### Work request
Copy each line of the records below that has "JsonConfig" in it.

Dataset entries
>>>>>

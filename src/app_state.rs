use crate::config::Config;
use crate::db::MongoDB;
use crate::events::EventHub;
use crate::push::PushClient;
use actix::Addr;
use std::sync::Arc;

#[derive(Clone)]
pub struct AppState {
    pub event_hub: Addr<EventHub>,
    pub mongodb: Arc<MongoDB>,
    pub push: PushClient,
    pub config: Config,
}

<<<<<
>>>>>

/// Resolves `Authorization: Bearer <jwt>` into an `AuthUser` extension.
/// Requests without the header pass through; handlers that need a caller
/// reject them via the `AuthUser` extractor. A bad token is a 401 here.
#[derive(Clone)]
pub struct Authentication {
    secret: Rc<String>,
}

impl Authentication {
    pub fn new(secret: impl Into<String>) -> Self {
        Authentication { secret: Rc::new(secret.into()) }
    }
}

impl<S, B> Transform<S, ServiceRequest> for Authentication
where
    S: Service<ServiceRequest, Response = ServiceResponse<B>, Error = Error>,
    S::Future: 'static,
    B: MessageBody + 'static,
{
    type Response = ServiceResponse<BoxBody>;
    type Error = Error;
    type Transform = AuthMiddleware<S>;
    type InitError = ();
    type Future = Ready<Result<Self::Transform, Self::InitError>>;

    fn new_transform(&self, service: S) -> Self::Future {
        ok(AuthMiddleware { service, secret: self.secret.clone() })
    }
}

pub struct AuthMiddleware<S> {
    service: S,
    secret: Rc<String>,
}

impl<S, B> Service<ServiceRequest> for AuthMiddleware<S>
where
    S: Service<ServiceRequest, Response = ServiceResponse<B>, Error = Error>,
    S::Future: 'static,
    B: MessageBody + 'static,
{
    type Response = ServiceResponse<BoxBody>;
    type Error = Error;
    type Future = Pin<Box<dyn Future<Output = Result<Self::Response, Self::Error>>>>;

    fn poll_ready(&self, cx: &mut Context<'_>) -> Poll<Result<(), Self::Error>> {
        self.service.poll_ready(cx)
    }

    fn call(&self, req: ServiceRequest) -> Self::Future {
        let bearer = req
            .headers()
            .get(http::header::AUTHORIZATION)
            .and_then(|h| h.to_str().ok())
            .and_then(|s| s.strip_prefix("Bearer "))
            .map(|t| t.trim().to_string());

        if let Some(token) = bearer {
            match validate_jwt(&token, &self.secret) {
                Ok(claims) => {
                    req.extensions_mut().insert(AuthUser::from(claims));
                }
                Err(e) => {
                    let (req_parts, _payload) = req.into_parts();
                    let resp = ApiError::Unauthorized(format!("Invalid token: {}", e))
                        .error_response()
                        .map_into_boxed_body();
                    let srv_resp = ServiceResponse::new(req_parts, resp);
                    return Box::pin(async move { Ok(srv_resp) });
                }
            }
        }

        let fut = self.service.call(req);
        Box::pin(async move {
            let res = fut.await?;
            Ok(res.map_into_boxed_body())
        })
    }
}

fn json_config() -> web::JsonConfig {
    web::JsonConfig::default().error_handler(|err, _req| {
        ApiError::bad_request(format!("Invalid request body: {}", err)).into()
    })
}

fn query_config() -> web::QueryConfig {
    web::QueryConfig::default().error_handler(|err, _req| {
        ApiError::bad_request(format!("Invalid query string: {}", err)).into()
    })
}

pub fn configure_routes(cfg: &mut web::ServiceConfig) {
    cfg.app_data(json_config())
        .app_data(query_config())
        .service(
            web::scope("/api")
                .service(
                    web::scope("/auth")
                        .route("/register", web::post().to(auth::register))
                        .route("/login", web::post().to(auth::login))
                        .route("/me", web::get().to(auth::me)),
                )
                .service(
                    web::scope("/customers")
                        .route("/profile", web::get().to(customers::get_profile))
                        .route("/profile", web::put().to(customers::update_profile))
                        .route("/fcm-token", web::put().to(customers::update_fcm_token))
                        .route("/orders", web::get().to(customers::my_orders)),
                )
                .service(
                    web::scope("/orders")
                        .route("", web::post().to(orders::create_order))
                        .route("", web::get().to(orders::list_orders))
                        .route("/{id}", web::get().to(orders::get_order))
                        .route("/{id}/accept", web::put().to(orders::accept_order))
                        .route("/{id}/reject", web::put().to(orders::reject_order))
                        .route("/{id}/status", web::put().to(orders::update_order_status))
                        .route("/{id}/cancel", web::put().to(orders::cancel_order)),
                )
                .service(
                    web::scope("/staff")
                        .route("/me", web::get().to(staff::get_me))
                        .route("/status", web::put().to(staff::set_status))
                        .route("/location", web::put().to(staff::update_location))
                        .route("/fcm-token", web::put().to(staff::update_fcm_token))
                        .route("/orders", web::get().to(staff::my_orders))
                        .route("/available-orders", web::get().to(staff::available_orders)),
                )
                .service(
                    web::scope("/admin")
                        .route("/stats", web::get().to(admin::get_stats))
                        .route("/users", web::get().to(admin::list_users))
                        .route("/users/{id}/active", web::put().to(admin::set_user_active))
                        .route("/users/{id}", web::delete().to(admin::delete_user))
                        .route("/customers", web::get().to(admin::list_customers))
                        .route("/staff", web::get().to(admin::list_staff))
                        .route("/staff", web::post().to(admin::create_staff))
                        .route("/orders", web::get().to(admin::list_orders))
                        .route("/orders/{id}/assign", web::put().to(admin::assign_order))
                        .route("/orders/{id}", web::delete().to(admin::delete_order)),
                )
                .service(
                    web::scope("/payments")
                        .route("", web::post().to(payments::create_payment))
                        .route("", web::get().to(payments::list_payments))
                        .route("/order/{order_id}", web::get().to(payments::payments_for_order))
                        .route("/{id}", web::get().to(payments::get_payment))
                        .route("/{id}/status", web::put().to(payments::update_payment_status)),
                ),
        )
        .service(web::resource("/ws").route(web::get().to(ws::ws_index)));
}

<<<<<

### Reply to the task
fn json_config() -> web::JsonConfig {
    web::JsonConfig::default().error_handler(|err, _req| {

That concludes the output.